E' anche la città dei gatti che scorazzano indisturbati tra i tavoli di caffè e ristoranti, dormono tranquillamente sulla soglia o dentro case e botteghe, su tappeti, coperte sui mobili di tuia, il legno tipico del posto: un'Essaouira senza gatti è semplicemente inconcepibile e la loro presenza è vista con benevolenza dagli abitanti e dai turisti che spesso provvedono anche al nutrimento dei felini con sardine, frattaglie e avanzi di cibo. E' significativo che a memoria d'uomo a Essaouira non si sia mai visto un topo mentre la coesistenza tra gatti e gabbiani, gli altri padroni della città, sembra essere assicurata da un trattato di pace rispettato rigorosamente da entrambe le parti.

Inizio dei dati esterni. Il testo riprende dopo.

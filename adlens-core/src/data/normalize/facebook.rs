use rust_decimal::Decimal;

use super::{FieldMap, PlatformAdapter, RowView, ValueSource};
use crate::data::error::DataError;
use crate::domain::{Platform, PlatformExtras};

/// Facebook exports ad sets, report `spend`, and carry no revenue column.
static FIELD_MAP: FieldMap = FieldMap {
    cost: "spend",
    subgroup_id: "ad_set_id",
    subgroup_name: "ad_set_name",
};

static EXTRA_COLUMNS: [&str; 4] = ["video_views", "engagement_rate", "reach", "frequency"];

#[derive(Debug, Clone, Copy)]
pub struct FacebookAdapter {
    value_per_conversion: Decimal,
}

impl FacebookAdapter {
    pub fn new(value_per_conversion: Decimal) -> Self {
        Self {
            value_per_conversion,
        }
    }
}

impl PlatformAdapter for FacebookAdapter {
    fn platform(&self) -> Platform {
        Platform::Facebook
    }

    fn field_map(&self) -> &'static FieldMap {
        &FIELD_MAP
    }

    fn extra_columns(&self) -> &'static [&'static str] {
        &EXTRA_COLUMNS
    }

    fn value_source(&self) -> ValueSource {
        ValueSource::Imputed(self.value_per_conversion)
    }

    fn extras(&self, row: &RowView<'_>) -> Result<PlatformExtras, DataError> {
        Ok(PlatformExtras {
            video_views: row.optional_count("video_views")?,
            engagement_rate: row.optional_real("engagement_rate")?,
            reach: row.optional_count("reach")?,
            frequency: row.optional_real("frequency")?,
            ..PlatformExtras::default()
        })
    }
}
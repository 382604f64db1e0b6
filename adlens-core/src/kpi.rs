//! KPI calculation.
//!
//! KPIs are ratios and are only ever derived from summed components: `Kpis`
//! has no public constructor other than [`Kpis::from_totals`] and there is no
//! way to combine two `Kpis` values. Aggregating at any granularity therefore
//! means summing `Totals` and recomputing, never averaging ratios.
//!
//! A zero denominator yields `None` ("metric unavailable").

use rust_decimal::prelude::ToPrimitive;
use rust_decimal::Decimal;
use serde::Serialize;

use crate::domain::UnifiedRecord;

/// Summed KPI components of one record or a group of records.
#[derive(Debug, Clone, Copy, Default, PartialEq, Eq, Serialize)]
pub struct Totals {
    pub impressions: u64,
    pub clicks: u64,
    pub conversions: u64,
    pub cost: Decimal,
    pub conversion_value: Decimal,
    /// Number of records summed.
    pub rows: usize,
}

impl Totals {
    pub fn from_record(record: &UnifiedRecord) -> Self {
        let mut totals = Self::default();
        totals.add(record);
        totals
    }

    /// Add one record, saturating on overflow.
    ///
    /// Never saturates for records of a built `FactTable`: the builder rejects
    /// any table whose grand total overflows (see [`Totals::try_add`]), and every
    /// view sums a subset of its non-negative components.
    pub fn add(&mut self, record: &UnifiedRecord) {
        self.impressions = self.impressions.saturating_add(record.impressions);
        self.clicks = self.clicks.saturating_add(record.clicks);
        self.conversions = self.conversions.saturating_add(record.conversions);
        self.cost = self.cost.saturating_add(record.cost);
        self.conversion_value = self.conversion_value.saturating_add(record.conversion_value);
        self.rows += 1;
    }

    /// Add one record, naming the first component that would overflow.
    ///
    /// `self` is unchanged on error.
    pub fn try_add(&mut self, record: &UnifiedRecord) -> Result<(), &'static str> {
        *self = Totals {
            impressions: self
                .impressions
                .checked_add(record.impressions)
                .ok_or("impressions")?,
            clicks: self.clicks.checked_add(record.clicks).ok_or("clicks")?,
            conversions: self
                .conversions
                .checked_add(record.conversions)
                .ok_or("conversions")?,
            cost: self.cost.checked_add(record.cost).ok_or("cost")?,
            conversion_value: self
                .conversion_value
                .checked_add(record.conversion_value)
                .ok_or("conversion_value")?,
            rows: self.rows + 1,
        };
        Ok(())
    }

    /// Combine two subtotals, saturating on overflow like [`Totals::add`].
    pub fn merge(&mut self, other: &Totals) {
        self.impressions = self.impressions.saturating_add(other.impressions);
        self.clicks = self.clicks.saturating_add(other.clicks);
        self.conversions = self.conversions.saturating_add(other.conversions);
        self.cost = self.cost.saturating_add(other.cost);
        self.conversion_value = self.conversion_value.saturating_add(other.conversion_value);
        self.rows += other.rows;
    }

    pub fn kpis(&self) -> Kpis {
        Kpis::from_totals(self)
    }
}

impl<'a> FromIterator<&'a UnifiedRecord> for Totals {
    fn from_iter<I: IntoIterator<Item = &'a UnifiedRecord>>(iter: I) -> Self {
        let mut totals = Self::default();
        for record in iter {
            totals.add(record);
        }
        totals
    }
}

/// Derived ratios. `None` means the denominator was zero.
#[derive(Debug, Clone, Copy, Default, PartialEq, Serialize)]
pub struct Kpis {
    ctr: Option<f64>,
    cpc: Option<f64>,
    cpa: Option<f64>,
    roas: Option<f64>,
    cpm: Option<f64>,
}

impl Kpis {
    pub fn from_totals(t: &Totals) -> Self {
        let impressions = Decimal::from(t.impressions);
        let clicks = Decimal::from(t.clicks);
        let conversions = Decimal::from(t.conversions);
        Self {
            ctr: ratio(clicks, impressions, 100),
            cpc: ratio(t.cost, clicks, 1),
            cpa: ratio(t.cost, conversions, 1),
            roas: ratio(t.conversion_value, t.cost, 100),
            cpm: ratio(t.cost, impressions, 1000),
        }
    }

    /// Click-through rate, percent.
    pub fn ctr(&self) -> Option<f64> {
        self.ctr
    }

    /// Cost per click.
    pub fn cpc(&self) -> Option<f64> {
        self.cpc
    }

    /// Cost per acquisition.
    pub fn cpa(&self) -> Option<f64> {
        self.cpa
    }

    /// Return on ad spend, percent.
    pub fn roas(&self) -> Option<f64> {
        self.roas
    }

    /// Cost per thousand impressions.
    pub fn cpm(&self) -> Option<f64> {
        self.cpm
    }
}

/// `numerator × scale / denominator`, or `None` when the denominator is zero.
///
/// Falls back to float division if the decimal computation overflows.
pub fn ratio(numerator: Decimal, denominator: Decimal, scale: u32) -> Option<f64> {
    if denominator.is_zero() {
        return None;
    }
    let exact = numerator
        .checked_mul(Decimal::from(scale))
        .and_then(|scaled| scaled.checked_div(denominator))
        .and_then(|value| value.to_f64());
    let value = match exact {
        Some(value) => value,
        None => numerator.to_f64()? * f64::from(scale) / denominator.to_f64()?,
    };
    value.is_finite().then_some(value)
}

/// A unified record with its KPIs populated.
#[derive(Debug, Clone, PartialEq, Serialize)]
pub struct MeasuredRecord {
    #[serde(flatten)]
    pub record: UnifiedRecord,
    #[serde(flatten)]
    pub kpis: Kpis,
}

pub fn measure(record: &UnifiedRecord) -> MeasuredRecord {
    MeasuredRecord {
        record: record.clone(),
        kpis: Totals::from_record(record).kpis(),
    }
}

pub fn measure_all<'a, I>(records: I) -> Vec<MeasuredRecord>
where
    I: IntoIterator<Item = &'a UnifiedRecord>,
{
    records.into_iter().map(measure).collect()
}
//! Structured error types for the load → normalize → build stage.
//!
//! Every variant names the platform it came from so a failed load can be traced
//! back to one export file. All of them abort the load: there is no partial
//! dataset.

use std::path::PathBuf;
use thiserror::Error;

use super::schema::SchemaError;
use crate::domain::Platform;

#[derive(Debug, Error)]
pub enum DataError {
    #[error("cannot read {platform} source {}: {reason}", .path.display())]
    SourceRead {
        platform: Platform,
        path: PathBuf,
        reason: String,
    },

    #[error(transparent)]
    Schema(#[from] SchemaError),

    #[error("{platform} line {line}: invalid value '{value}' in column '{column}': {reason}")]
    InvalidValue {
        platform: Platform,
        line: u64,
        column: String,
        value: String,
        reason: &'static str,
    },

    #[error("{platform} line {line}: unparseable date '{value}'")]
    InvalidDate {
        platform: Platform,
        line: u64,
        value: String,
    },

    #[error("{platform} line {line}: summing '{column}' over all records overflows")]
    TotalsOverflow {
        platform: Platform,
        line: u64,
        column: &'static str,
    },

    #[error("{0} records supplied more than once to the fact table builder")]
    DuplicatePlatform(Platform),

    #[error("{table} table handed to the {adapter} adapter")]
    PlatformMismatch { table: Platform, adapter: Platform },
}

impl DataError {
    /// Platform the error originated from.
    pub fn platform(&self) -> Platform {
        match self {
            Self::SourceRead { platform, .. }
            | Self::InvalidValue { platform, .. }
            | Self::InvalidDate { platform, .. }
            | Self::TotalsOverflow { platform, .. } => *platform,
            Self::Schema(e) => e.platform(),
            Self::DuplicatePlatform(p) => *p,
            Self::PlatformMismatch { table, .. } => *table,
        }
    }
}
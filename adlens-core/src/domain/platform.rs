use serde::{Deserialize, Serialize};
use std::fmt;
use std::str::FromStr;

/// Advertising platform a record was exported from.
///
/// Declaration order is the canonical platform order: fact table concatenation,
/// fingerprinting and group-key sorting all follow it.
#[derive(Debug, Clone, Copy, PartialEq, Eq, PartialOrd, Ord, Hash, Serialize, Deserialize)]
pub enum Platform {
    Facebook,
    Google,
    TikTok,
}

impl Platform {
    pub const ALL: [Platform; 3] = [Platform::Facebook, Platform::Google, Platform::TikTok];

    pub fn as_str(&self) -> &'static str {
        match self {
            Self::Facebook => "Facebook",
            Self::Google => "Google",
            Self::TikTok => "TikTok",
        }
    }

    /// File name of the platform's export in the standard data directory layout.
    pub fn default_file_name(&self) -> &'static str {
        match self {
            Self::Facebook => "01_facebook_ads.csv",
            Self::Google => "02_google_ads.csv",
            Self::TikTok => "03_tiktok_ads.csv",
        }
    }
}

impl fmt::Display for Platform {
    fn fmt(&self, f: &mut fmt::Formatter<'_>) -> fmt::Result {
        f.write_str(self.as_str())
    }
}

#[derive(Debug, Clone, PartialEq, Eq, thiserror::Error)]
#[error("unknown platform '{0}' (expected facebook, google or tiktok)")]
pub struct UnknownPlatform(pub String);

impl FromStr for Platform {
    type Err = UnknownPlatform;

    fn from_str(s: &str) -> Result<Self, Self::Err> {
        match s.trim().to_ascii_lowercase().as_str() {
            "facebook" | "fb" | "meta" => Ok(Self::Facebook),
            "google" | "google_ads" | "googleads" => Ok(Self::Google),
            "tiktok" | "tik_tok" => Ok(Self::TikTok),
            _ => Err(UnknownPlatform(s.to_string())),
        }
    }
}

#[cfg(test)]
mod tests {
    use super::*;

    #[test]
    fn parses_case_insensitively() {
        assert_eq!("Facebook".parse::<Platform>().unwrap(), Platform::Facebook);
        assert_eq!(" google ".parse::<Platform>().unwrap(), Platform::Google);
        assert_eq!("TIKTOK".parse::<Platform>().unwrap(), Platform::TikTok);
    }

    #[test]
    fn rejects_unknown_platform() {
        let err = "snapchat".parse::<Platform>().unwrap_err();
        assert!(err.to_string().contains("snapchat"));
    }

    #[test]
    fn canonical_order_matches_all() {
        let mut shuffled = vec![Platform::TikTok, Platform::Facebook, Platform::Google];
        shuffled.sort();
        assert_eq!(shuffled, Platform::ALL.to_vec());
    }

    #[test]
    fn display_roundtrips_through_from_str() {
        for p in Platform::ALL {
            assert_eq!(p.to_string().parse::<Platform>().unwrap(), p);
        }
    }
}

Essaouira in questi ultimi anni ha avuto un completo restyling: la passeggiata lungomare è stata allargata e abbellita, il centro, comprese le piazze d'accesso alla medina, completamente pedonalizzato, bonificate anche se non ancora completamente le zone più degradate del centro storico. Restaurata e visitabile è la sinagoga testimonianza di un'epoca in cui la comunità ebraica era molto consistente, oggi segnale di una politica che saggiamente persegue le finalità di coesistenza e dialogo tra i tre grandi monoteismi, l'islamico, l'ebraico e il cristiano. Molti passano solo poche ore a Essaouira, spesso con escursioni giornaliere da Marrakech che dista solo tre ore di macchina; ed è un peccato perché non si comprende l'anima della città se non ci si passa almeno una notte, quando, dopo la cena, si può fare lo struscio nella grande strada che taglia in due la medina, sul modello del decumano romano, o si può sorseggiare un cocktail dalle terrazze del Taros ascoltando musica, o un the alla menta in uno dei tanti caffè. Non mancate le prime colazioni alla pasticceria Driss che ha quasi un secolo di vita nel quale sembra aver avuto ben poche modifiche: una sala e un ampio cortile interno e le pareti piene di quadri, un personale tranquillo che non vi metterà alcuna fretta se deciderete di fermarvi più a lungo.
Il ritorno a Marrakech è dedicato agli ultimi acquisti ed è allietato da una divertente serata al Dar Essalam il ristorante del film di Hitchcock 'L'uomo che sapeva troppo' del 1956 in cui James Stewart è in grave difficoltà nell'osservare le regole marocchine dello stare a tavola. Oggi Dar Essalam non è solo un ristorante, nel quale comunque si continua a mangiar bene, ma un luogo che offre intrattenimento musicale e la danza del ventre.